Estate Planning: September 2008 Archives

September 26, 2008

What does an Executor do?

            Let's talk of graves,

           of worms and epitaphs;

           Make dust our paper . . .

            Let's choose executors and talk of wills

                                             Richard II, Act III Scene ii

One of the hardest things for a beneficiary to understand is why he has to wait to get his inheritance. Most beneficiaries think that when the funeral is over, it is time to distribute the decedent's property. Not so fast.

If the decedent left a will, the named executor must be sworn in and given authority by the Register of Wills. If the decedent left no will, (or left a will but the named executor cannot serve), then an administrator must be appointed. As used in this column, the term "executor" also includes an administrator.

The executor becomes the actual owner of the decedent's personal estate. During the period of estate administration, the property belongs to the executor. The executor is responsible for gathering and taking possession of all of the decedent's property and safeguarding it.

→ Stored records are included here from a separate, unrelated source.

use assert_cmd::Command;
use predicates::prelude::*;

fn transcriptor() -> Command {
    Command::cargo_bin("transcriptor").unwrap()
}

#[test]
fn test_help_lists_commands() {
    transcriptor()
        .arg("--help")
        .assert()
        .success()
        .stdout(predicate::str::contains("extract"))
        .stdout(predicate::str::contains("layers"));
}

#[test]
fn test_layers_in_priority_order() {
    let output = transcriptor().arg("layers").assert().success().get_output().stdout.clone();
    let text = String::from_utf8(output).unwrap();

    let bridge = text.find("page-bridge").unwrap();
    let data = text.find("page-data").unwrap();
    let panel = text.find("rendered-panel").unwrap();
    assert!(bridge < data && data < panel);
}

#[test]
fn test_extract_rejects_non_youtube_input() {
    transcriptor()
        .args(["extract", "https://example.com/watch?v=dQw4w9WgXcQ", "--quiet"])
        .assert()
        .failure()
        .stderr(predicate::str::contains("Invalid video identifier"));
}

#[test]
fn test_extract_rejects_unknown_format() {
    transcriptor()
        .args(["extract", "dQw4w9WgXcQ", "--format", "docx"])
        .assert()
        .failure();
}
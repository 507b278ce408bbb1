//! Rendered-document access for the transcript panel.

use scraper::{ElementRef, Html, Selector};
use tokio::sync::watch;

/// One row of the rendered transcript list
#[derive(Debug, Clone, PartialEq, Eq)]
pub struct RenderedRow {
    pub timestamp: String,
    pub text: String,
}

/// Synchronous document primitives the panel scraper drives
pub trait PanelDom: Send + Sync {
    fn exists(&self, selector: &str) -> bool;

    /// Activate the first element matching `selector`; false when absent
    fn click(&self, selector: &str) -> bool;

    fn scroll_height(&self, selector: &str) -> Option<f64>;

    fn scroll_to(&self, selector: &str, top: f64);

    /// Materialized rows inside `container`, reading each row's timestamp and
    /// text through the first matching sub-selector
    fn rows(&self, container: &str, row: &str, timestamp: &[&str], text: &[&str]) -> Vec<RenderedRow>;

    /// Feed that ticks whenever the document mutates, when the document can observe itself
    fn mutations(&self) -> Option<watch::Receiver<u64>> {
        None
    }
}

/// An ordered list of alternative selectors for one capability
#[derive(Debug, Clone, Copy)]
pub struct Probe {
    pub capability: &'static str,
    pub selectors: &'static [&'static str],
}

impl Probe {
    /// First selector that matches in `dom`
    pub fn locate(&self, dom: &dyn PanelDom) -> Option<&'static str> {
        let found = self.selectors.iter().copied().find(|selector| dom.exists(selector));
        match found {
            Some(selector) => tracing::debug!(capability = self.capability, selector, "Located element"),
            None => tracing::debug!(capability = self.capability, "No selector matched"),
        }
        found
    }
}

pub const TRANSCRIPT_PANEL: Probe = Probe {
    capability: "open transcript panel",
    selectors: &[
        r#"ytd-engagement-panel-section-list-renderer[target-id="engagement-panel-searchable-transcript"][visibility="ENGAGEMENT_PANEL_VISIBILITY_EXPANDED"]"#,
        r#"ytd-engagement-panel-section-list-renderer[target-id="engagement-panel-transcript"][visibility="ENGAGEMENT_PANEL_VISIBILITY_EXPANDED"]"#,
        "ytd-transcript-renderer",
        "ytd-transcript-search-panel-renderer",
    ],
};

pub const SHOW_TRANSCRIPT_BUTTON: Probe = Probe {
    capability: "show transcript control",
    selectors: &[
        "ytd-video-description-transcript-section-renderer button",
        r#"button[aria-label="Show transcript"]"#,
        r#"ytd-button-renderer[aria-label="Show transcript"] button"#,
        r#"tp-yt-paper-item[aria-label="Show transcript"]"#,
    ],
};

pub const SEGMENT_LIST: Probe = Probe {
    capability: "transcript segment list",
    selectors: &[
        "ytd-transcript-segment-list-renderer #segments-container",
        "ytd-transcript-segment-list-renderer",
        "#segments-container",
        "ytd-transcript-body-renderer",
    ],
};

pub const SEGMENT_ROW: Probe = Probe {
    capability: "transcript segment row",
    selectors: &[
        "ytd-transcript-segment-renderer",
        "ytd-transcript-body-renderer .cue-group",
        ".segment",
    ],
};

pub const ROW_TIMESTAMP: &[&str] = &[".segment-timestamp", "#timestamp", ".cue-group-start-offset"];

pub const ROW_TEXT: &[&str] = &[".segment-text", "yt-formatted-string.segment-text", ".cue", "#text"];

/// A rendered document known only through its markup.
///
/// It has no layout and cannot react to clicks, so a panel that is not
/// already mounted in the markup never appears.
pub struct HtmlPanel {
    html: String,
}

impl HtmlPanel {
    pub fn new(html: impl Into<String>) -> Self {
        Self { html: html.into() }
    }

    fn with_document<T>(&self, f: impl FnOnce(&Html) -> T) -> T {
        let document = Html::parse_document(&self.html);
        f(&document)
    }
}

fn first_text(row: ElementRef<'_>, selectors: &[&str]) -> Option<String> {
    selectors.iter().find_map(|raw| {
        let selector = Selector::parse(raw).ok()?;
        row.select(&selector)
            .next()
            .map(|el| el.text().collect::<String>().trim().to_string())
    })
}

impl PanelDom for HtmlPanel {
    fn exists(&self, selector: &str) -> bool {
        let Ok(selector) = Selector::parse(selector) else {
            return false;
        };
        self.with_document(|doc| doc.select(&selector).next().is_some())
    }

    fn click(&self, selector: &str) -> bool {
        self.exists(selector)
    }

    fn scroll_height(&self, selector: &str) -> Option<f64> {
        self.exists(selector).then_some(0.0)
    }

    fn scroll_to(&self, _selector: &str, _top: f64) {}

    fn rows(&self, container: &str, row: &str, timestamp: &[&str], text: &[&str]) -> Vec<RenderedRow> {
        let (Ok(container), Ok(row)) = (Selector::parse(container), Selector::parse(row)) else {
            return Vec::new();
        };
        self.with_document(|doc| {
            let Some(list) = doc.select(&container).next() else {
                return Vec::new();
            };
            list.select(&row)
                .filter_map(|el| {
                    Some(RenderedRow {
                        timestamp: first_text(el, timestamp)?,
                        text: first_text(el, text)?,
                    })
                })
                .collect()
        })
    }
}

If grandmother passed away and bequeathed her sterling flatware to you in her will, you are not entitled to the silver until the executor distributes it to you. When grandmother dies, the executor becomes the owner of the silver. The executor will not be in a position to distribute the silver to you until he determines what claims there are against the estate. Creditors' claims and taxes must be paid first. It is always possible that property, including the sterling, would have to be sold to meet estate obligations. If you take the sterling out of the house, whether it was given to you in the will or not, you are stealing.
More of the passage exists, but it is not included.